More than 800 Maine customers of the Festiva Development Group’s vacation club have the option to sever their contracts as part of a lawsuit settlement between the company and the Maine Attorney General’s Office.

Attorney General Janet Mills announced Monday that as a result of a settlement in October, customers who signed 40-year contracts with Festiva will be able to break them if they agree to the terms of the settlement and receive a portion of a $150,000 payment by Festiva.

The Attorney General’s Office sued Festiva in Kennebec County Superior Court in November 2013 on behalf of the company’s Maine customers, accusing the company of unfair and deceptive practices.

Festiva Development Group sold Maine customers points for membership in a vacation club at “high-pressure sales presentations” held at the Rangeley Lake Resort and its sales office in Portland, Mills said in a news release.

Festiva led customers to believe they could use points to take vacations whenever they chose at resorts in Florida, the Carolinas, Missouri and at Rangeley Lake. But members reported that the company didn’t have enough accommodations at its resorts, making it impossible to book vacations at peak times and locations, according to the Attorney General’s Office.

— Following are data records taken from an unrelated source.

pub mod config;
pub mod noise;
pub mod transform_stack;
pub mod camera;
pub mod lighting;
pub mod mesh_asset;
pub mod scene;
pub mod frame_gate;
pub mod gpu;

#[cfg(not(target_arch = "wasm32"))]
pub mod cli;
#[cfg(not(target_arch = "wasm32"))]
pub mod app;

#[cfg(target_arch = "wasm32")]
pub mod wasm;
//! Frame sequencing without a GPU: pass order, transform stack balance,
//! resize-safe targets and model materials.
//!
//! Run with: cargo test --test frame_sequence

use std::cell::RefCell;
use std::rc::Rc;

use glam::Vec3;
use water_scene::config::SceneConfig;
use water_scene::frame_gate::FrameGate;
use water_scene::gpu::targets::{LazyTarget, SizedTarget};
use water_scene::mesh_asset::{MeshAsset, MATERIAL_STRIDE};
use water_scene::scene::{FramePlan, PassTarget, ScenePass, SceneParams};
use water_scene::transform_stack::TransformStack;

const DUCK_OBJ: &str = "mtllib duck.mtl
v -1 0 -1
v 1 0 -1
v 1 0 1
v -1 0 1
v 0 2 0
usemtl body
f 1 3 2
f 1 4 3
usemtl beak
f 1 2 5
";

const DUCK_MTL: &str = "newmtl body
Ka 0.2 0.2 0
Kd 1 0.9 0
Ks 0.5 0.5 0.5
Ns 20
newmtl beak
Ka 0.3 0.1 0
Kd 1 0.4 0
Ks 0.1 0.1 0.1
Ns 5
";

#[test]
fn test_offscreen_passes_precede_surface() {
    let position = |pass| ScenePass::ORDER.iter().position(|p| *p == pass).unwrap();
    assert!(position(ScenePass::Reflection) < position(ScenePass::Surface));
    assert!(position(ScenePass::Refraction) < position(ScenePass::Surface));
    assert_eq!(ScenePass::ORDER[0], ScenePass::Skybox);
    assert_eq!(ScenePass::ORDER[5], ScenePass::Model);
    assert_eq!(ScenePass::Reflection.target(), PassTarget::Reflection);
    assert_eq!(ScenePass::Refraction.target(), PassTarget::Refraction);
}

#[test]
fn test_many_frames_leave_stack_balanced() {
    let params = SceneParams::from_config(&SceneConfig::default());
    let mut stack = TransformStack::new();
    stack.translate(Vec3::new(1.0, 2.0, 3.0));
    let before = stack.get();

    for frame in 0..100 {
        let plan = FramePlan::build(&mut stack, &params, frame as f32 / 60.0);
        assert_eq!(plan.passes().len(), 6);
        assert_eq!(stack.depth(), 0);
        assert_eq!(stack.get(), before);
    }
}

struct RecordingTarget {
    extent: (u32, u32),
    log: Rc<RefCell<Vec<String>>>,
}

impl SizedTarget for RecordingTarget {
    fn extent(&self) -> (u32, u32) {
        self.extent
    }

    fn destroy(&mut self) {
        self.log
            .borrow_mut()
            .push(format!("destroy {}x{}", self.extent.0, self.extent.1));
    }
}

#[test]
fn test_resize_mid_sequence_replaces_targets() {
    let log = Rc::new(RefCell::new(Vec::new()));
    let mut depth = LazyTarget::new();
    let mut size = (800, 600);

    // Passes check the target before each swapchain pass; the resize lands
    // between the floor and surface passes.
    for pass in ScenePass::ORDER {
        if pass == ScenePass::Surface {
            size = (400, 300);
        }
        let target = depth.ensure(size.0, size.1, |w, h| {
            log.borrow_mut().push(format!("create {}x{}", w, h));
            RecordingTarget {
                extent: (w, h),
                log: log.clone(),
            }
        });
        assert_eq!(target.extent(), size);
    }

    assert_eq!(
        *log.borrow(),
        vec!["create 800x600", "destroy 800x600", "create 400x300"]
    );
}

#[test]
fn test_resize_during_frame_is_applied_next_frame() {
    let gate = FrameGate::new();
    let frame = gate.begin().unwrap();
    assert!(frame.resize.is_none());

    gate.defer_resize(800, 600);
    gate.defer_resize(400, 300);
    assert!(gate.begin().is_none());
    drop(frame);

    let next = gate.begin().unwrap();
    assert_eq!(next.resize, Some((400, 300)));
}

#[test]
fn test_two_materials_pack_to_thirty_two_floats() {
    let mesh = MeshAsset::from_obj_mtl("duck", DUCK_OBJ, Some(DUCK_MTL)).unwrap();
    let packed = mesh.material_uniforms();
    assert_eq!(packed.len(), 2 * MATERIAL_STRIDE);

    assert_eq!(&packed[0..4], &[0.2, 0.2, 0.0, 1.0]);
    assert_eq!(&packed[4..8], &[1.0, 0.9, 0.0, 1.0]);
    assert_eq!(packed[12], 20.0);

    let beak = &packed[MATERIAL_STRIDE..];
    assert_eq!(&beak[4..8], &[1.0, 0.4, 0.0, 1.0]);
    assert_eq!(beak[12], 5.0);

    let ids: Vec<u32> = mesh.vertices().iter().map(|v| v.material_id).collect();
    assert!(ids.iter().all(|id| *id < 2));
    assert!(ids.contains(&1));
}
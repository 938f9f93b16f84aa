//! Per-frame pass sequence and model transforms.
//!
//! A [`FramePlan`] is built on the CPU before any GPU work is recorded. Every
//! pass composes its model matrix inside its own [`StackScope`], so the
//! transform stack leaves each pass at the depth it entered with.
//!
//! [`StackScope`]: crate::transform_stack::StackScope

use glam::{Mat4, Vec3};

use crate::config::SceneConfig;
use crate::transform_stack::TransformStack;

/// Where a pass writes its colour output.
#[derive(Debug, Clone, Copy, PartialEq, Eq)]
pub enum PassTarget {
    Swapchain,
    Reflection,
    Refraction,
}

/// The fixed pass sequence of one frame.
#[derive(Debug, Clone, Copy, PartialEq, Eq, Hash)]
pub enum ScenePass {
    Skybox,
    Floor,
    Reflection,
    Refraction,
    Surface,
    Model,
}

impl ScenePass {
    /// Recording order. Reflection and refraction precede the surface pass
    /// that samples them.
    pub const ORDER: [ScenePass; 6] = [
        ScenePass::Skybox,
        ScenePass::Floor,
        ScenePass::Reflection,
        ScenePass::Refraction,
        ScenePass::Surface,
        ScenePass::Model,
    ];

    pub fn label(self) -> &'static str {
        match self {
            ScenePass::Skybox => "Skybox Pass",
            ScenePass::Floor => "Floor Pass",
            ScenePass::Reflection => "Reflection Pass",
            ScenePass::Refraction => "Refraction Pass",
            ScenePass::Surface => "Water Surface Pass",
            ScenePass::Model => "Model Pass",
        }
    }

    pub fn target(self) -> PassTarget {
        match self {
            ScenePass::Reflection => PassTarget::Reflection,
            ScenePass::Refraction => PassTarget::Refraction,
            _ => PassTarget::Swapchain,
        }
    }

    /// Index into per-pass resource arrays.
    pub fn index(self) -> usize {
        self as usize
    }
}

/// Model and normal matrix for one pass.
#[derive(Debug, Clone, Copy, PartialEq)]
pub struct PassTransforms {
    pub pass: ScenePass,
    pub model: Mat4,
    pub normal: Mat4,
}

impl PassTransforms {
    fn new(pass: ScenePass, model: Mat4) -> Self {
        Self {
            pass,
            model,
            normal: normal_matrix(model),
        }
    }
}

/// Inverse-transpose of `model`. Exactly singular matrices fall back to identity.
pub fn normal_matrix(model: Mat4) -> Mat4 {
    if model.determinant() == 0.0 {
        return Mat4::IDENTITY;
    }
    let inverse = model.inverse();
    if !inverse.is_finite() {
        return Mat4::IDENTITY;
    }
    inverse.transpose()
}

/// Static placement of the scene's pieces.
#[derive(Debug, Clone, PartialEq)]
pub struct SceneParams {
    pub floor_depth: f32,
    pub refractive_index: f32,
    pub skybox_scale: f32,
    pub model_scale: f32,
    pub bob_amplitude: f32,
    pub bob_frequency: f32,
    pub tilt: f32,
    pub rest_rotation: f32,
    /// Mesh bounds centre, moved to the origin before the model transform.
    pub model_center: Vec3,
}

impl SceneParams {
    pub fn from_config(config: &SceneConfig) -> Self {
        Self {
            floor_depth: config.water.floor_depth,
            refractive_index: config.water.refractive_index,
            skybox_scale: config.water.skybox_scale,
            model_scale: config.model.scale,
            bob_amplitude: config.model.bob_amplitude,
            bob_frequency: config.model.bob_frequency,
            tilt: config.model.tilt,
            rest_rotation: config.model.rest_rotation,
            model_center: Vec3::ZERO,
        }
    }
}

impl Default for SceneParams {
    fn default() -> Self {
        Self::from_config(&SceneConfig::default())
    }
}

/// Monotonic depth lookup value fed to the water shaders.
#[derive(Debug, Clone, Copy, PartialEq)]
pub struct DepthLookup {
    value: f32,
    rate: f32,
}

impl DepthLookup {
    pub fn new(rate: f32) -> Self {
        Self { value: 0.0, rate }
    }

    /// Add `elapsed * rate`. Negative elapsed times are ignored.
    pub fn advance(&mut self, elapsed: f32) -> f32 {
        self.value += elapsed.max(0.0) * self.rate;
        self.value
    }

    pub fn value(&self) -> f32 {
        self.value
    }
}

/// Transforms for all six passes of one frame, in recording order.
#[derive(Debug, Clone)]
pub struct FramePlan {
    passes: [PassTransforms; 6],
}

impl FramePlan {
    /// Compose every pass's model matrix on `stack` at animation time `time`.
    pub fn build(stack: &mut TransformStack, params: &SceneParams, time: f32) -> Self {
        let passes = ScenePass::ORDER.map(|pass| {
            let mut scope = stack.scope();
            match pass {
                ScenePass::Skybox => {
                    scope.scale(Vec3::splat(params.skybox_scale));
                }
                ScenePass::Floor => {
                    scope.translate(Vec3::new(0.0, params.floor_depth, 0.0));
                }
                ScenePass::Reflection => {
                    // Mirror about the water plane.
                    scope
                        .scale(Vec3::new(1.0, -1.0, 1.0))
                        .scale(Vec3::splat(params.skybox_scale));
                }
                ScenePass::Refraction => {
                    // Apparent depth shrinks by the refractive index.
                    scope
                        .scale(Vec3::new(1.0, 1.0 / params.refractive_index, 1.0))
                        .translate(Vec3::new(0.0, params.floor_depth, 0.0));
                }
                ScenePass::Surface => {}
                ScenePass::Model => {
                    let phase = time * params.bob_frequency * std::f32::consts::TAU;
                    scope
                        .translate(Vec3::new(0.0, params.bob_amplitude * phase.sin(), 0.0))
                        .rotate_z(params.tilt * phase.cos())
                        .rotate(Vec3::new(1.0, 1.0, 0.0), params.rest_rotation)
                        .scale(Vec3::splat(params.model_scale))
                        .translate(-params.model_center);
                }
            }
            PassTransforms::new(pass, scope.get())
        });

        Self { passes }
    }

    pub fn passes(&self) -> &[PassTransforms] {
        &self.passes
    }

    pub fn get(&self, pass: ScenePass) -> &PassTransforms {
        &self.passes[pass.index()]
    }
}

#[cfg(test)]
mod tests {
    use super::*;

    #[test]
    fn test_normal_matrix_keeps_rotation_at_small_scale() {
        let rotation = Mat4::from_rotation_x(1.0);
        let model = rotation * Mat4::from_scale(Vec3::splat(0.004));
        let normal = normal_matrix(model);
        assert!(!normal.abs_diff_eq(Mat4::IDENTITY, 1e-3));

        // Uniform scale only changes length; the direction follows the rotation.
        let n = normal.transform_vector3(Vec3::Y).normalize();
        let expected = rotation.transform_vector3(Vec3::Y);
        assert!(n.abs_diff_eq(expected, 1e-4), "{:?} vs {:?}", n, expected);
    }

    #[test]
    fn test_normal_matrix_singular_is_identity() {
        let flat = Mat4::from_scale(Vec3::new(1.0, 0.0, 1.0));
        assert_eq!(normal_matrix(flat), Mat4::IDENTITY);
    }

    #[test]
    fn test_small_model_scale_keeps_model_normal() {
        let mut config = SceneConfig::default();
        config.model.scale = 0.004;
        let params = SceneParams::from_config(&config);
        let plan = FramePlan::build(&mut TransformStack::new(), &params, 0.0);
        assert!(!plan.get(ScenePass::Model).normal.abs_diff_eq(Mat4::IDENTITY, 1e-3));
    }

    #[test]
    fn test_order_matches_indices() {
        for (i, pass) in ScenePass::ORDER.iter().enumerate() {
            assert_eq!(pass.index(), i);
        }
    }

    #[test]
    fn test_offscreen_passes_precede_surface() {
        let pos = |p| ScenePass::ORDER.iter().position(|&q| q == p).unwrap();
        assert!(pos(ScenePass::Reflection) < pos(ScenePass::Surface));
        assert!(pos(ScenePass::Refraction) < pos(ScenePass::Surface));
        assert_eq!(ScenePass::Reflection.target(), PassTarget::Reflection);
        assert_eq!(ScenePass::Model.target(), PassTarget::Swapchain);
    }

    #[test]
    fn test_plan_leaves_stack_depth_unchanged() {
        let mut stack = TransformStack::new();
        stack.save();
        stack.translate(Vec3::new(3.0, 0.0, 0.0));
        let before = stack.get();

        let plan = FramePlan::build(&mut stack, &SceneParams::default(), 1.25);

        assert_eq!(plan.passes().len(), 6);
        assert_eq!(stack.depth(), 1);
        assert_eq!(stack.get(), before);
    }

    #[test]
    fn test_floor_sits_at_floor_depth() {
        let mut stack = TransformStack::new();
        let params = SceneParams::default();
        let plan = FramePlan::build(&mut stack, &params, 0.0);
        let p = plan.get(ScenePass::Floor).model.transform_point3(Vec3::ZERO);
        assert_eq!(p.y, params.floor_depth);
    }

    #[test]
    fn test_refraction_floor_appears_shallower() {
        let mut stack = TransformStack::new();
        let params = SceneParams::default();
        let plan = FramePlan::build(&mut stack, &params, 0.0);
        let p = plan.get(ScenePass::Refraction).model.transform_point3(Vec3::ZERO);
        assert!((p.y - params.floor_depth / params.refractive_index).abs() < 1e-5);
        assert!(p.y > params.floor_depth);
    }

    #[test]
    fn test_reflection_mirrors_sky() {
        let mut stack = TransformStack::new();
        let plan = FramePlan::build(&mut stack, &SceneParams::default(), 0.0);
        let up = plan.get(ScenePass::Reflection).model.transform_point3(Vec3::Y);
        assert!(up.y < 0.0);
        let sky = plan.get(ScenePass::Skybox).model.transform_point3(Vec3::Y);
        assert!(sky.y > 0.0);
    }

    #[test]
    fn test_normal_matrix_is_inverse_transpose() {
        let model = Mat4::from_scale(Vec3::new(2.0, 0.5, 1.0));
        let normal = normal_matrix(model);
        let expected = Mat4::from_scale(Vec3::new(0.5, 2.0, 1.0));
        assert!(normal.abs_diff_eq(expected, 1e-6));
        assert_eq!(normal_matrix(Mat4::ZERO), Mat4::IDENTITY);
    }

    #[test]
    fn test_model_bobs_over_time() {
        let mut stack = TransformStack::new();
        let params = SceneParams::default();
        let quarter = 0.25 / params.bob_frequency;
        let at_rest = FramePlan::build(&mut stack, &params, 0.0);
        let raised = FramePlan::build(&mut stack, &params, quarter);
        let y0 = at_rest.get(ScenePass::Model).model.transform_point3(Vec3::ZERO).y;
        let y1 = raised.get(ScenePass::Model).model.transform_point3(Vec3::ZERO).y;
        assert!((y1 - y0 - params.bob_amplitude).abs() < 1e-4);
    }

    #[test]
    fn test_depth_lookup_is_monotonic() {
        let mut lookup = DepthLookup::new(0.000125);
        let a = lookup.advance(1.0);
        let b = lookup.advance(0.5);
        let c = lookup.advance(-3.0);
        assert!((a - 0.000125).abs() < 1e-9);
        assert!(b > a);
        assert_eq!(c, b);
    }
}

“This was a very complex case,” Mills said in a written statement. “Resolving the various complaints of 800 different consumers was a challenge. A common theme to all of these complaints was the 40-year contract and the escalating maintenance fees. We felt it was important to help get people out from under the financial burden imposed by an extremely long contract period not adequately disclosed during the sales process.”

The terms of the settlement differ for different groups of Festiva customers. Customers who accept payment settlements get one-time payments that may not cover the money they lost. Others may be released from their 40-year contracts or have them reduced to 10 years. Others who traded their timeshares to the company in exchange for memberships may have their timeshares returned, the news release said.

Attorney Eric Wycoff, who represents Festiva’s interests in Maine, said Monday evening that while Festiva strongly disagrees with the way the Attorney General’s Office characterized the facts in the case, the company was pleased to resolve the lawsuit in a way that benefited the company and its consumers.

“Depending upon the specifics of individual consumer circumstances, FDG has communicated with consumers about, among other things, opportunities to be released from current Festiva Adventure Club contracts and opportunities to receive back a deeded timeshare week the consumer may have traded in for a membership in the Festiva Adventure Club. FDG also agreed to provide $150,000 to the state of Maine to distribute to consumers, as the attorney general sees fit,” Wycoff said in an email. “For the many consumers who are happy with their membership in the Festiva Adventure Club, they are of course able to continue their membership and continue to take advantage of it in the ways they have in the past. Nothing will change for those consumers.”

Assistant Attorney General Linda Conti, who litigated the case for the state, said Festiva customers who accept the settlement deal still lose money, but they will have the option of getting out of a bad contract.

“The $150,000 isn’t going to go very far,” Conti said Tuesday afternoon. “They don’t have to take the deal. They could sue.”

The lawsuit named eight corporate entities under the Festiva umbrella – including Festiva Development Group – and its two founders, Donald Clayton and Herbert Patrick Jr., both of North Carolina.